▸ **Activity**
Write out the entries once more, exactly as they appear.

▸ **Data to process**
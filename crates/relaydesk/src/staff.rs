// SPDX-FileCopyrightText: 2026 Relaydesk Contributors
// SPDX-License-Identifier: MIT OR Apache-2.0

//! `relaydesk add-staff` command implementation.
//!
//! Staff have no self-service signup; operators grant the role from the CLI.

use relaydesk_config::RelaydeskConfig;
use relaydesk_core::RelaydeskError;
use relaydesk_dispatch::entities::Staff;
use relaydesk_storage::SqliteRepository;

/// Run the `relaydesk add-staff` command. Granting an existing member is a
/// no-op.
pub async fn run_add_staff(
    config: &RelaydeskConfig,
    user_id: &str,
) -> Result<(), RelaydeskError> {
    let repo = SqliteRepository::open(&config.storage.database_path).await?;
    Staff::create(&repo, user_id).await?;
    repo.close().await?;

    println!("{user_id} is now staff");
    Ok(())
}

▸ **Exercise result**
filename crates/relaydesk/src/staff.rs
// SPDX-FileCopyrightText: 2026 Relaydesk Contributors
// SPDX-License-Identifier: MIT OR Apache-2.0

//! `relaydesk add-staff` command implementation.
//!
//! Staff have no self-service signup; operators grant the role from the CLI.

use relaydesk_config::RelaydeskConfig;
use relaydesk_core::RelaydeskError;
use relaydesk_dispatch::entities::Staff;
use relaydesk_storage::SqliteRepository;

/// Run the `relaydesk add-staff` command. Granting an existing member is a
/// no-op.
pub async fn run_add_staff(
    config: &RelaydeskConfig,
    user_id: &str,
) -> Result<(), RelaydeskError> {
    let repo = SqliteRepository::open(&config.storage.database_path).await?;
    Staff::create(&repo, user_id).await?;
    repo.close().await?;

    println!("{user_id} is now staff");
    Ok(())
}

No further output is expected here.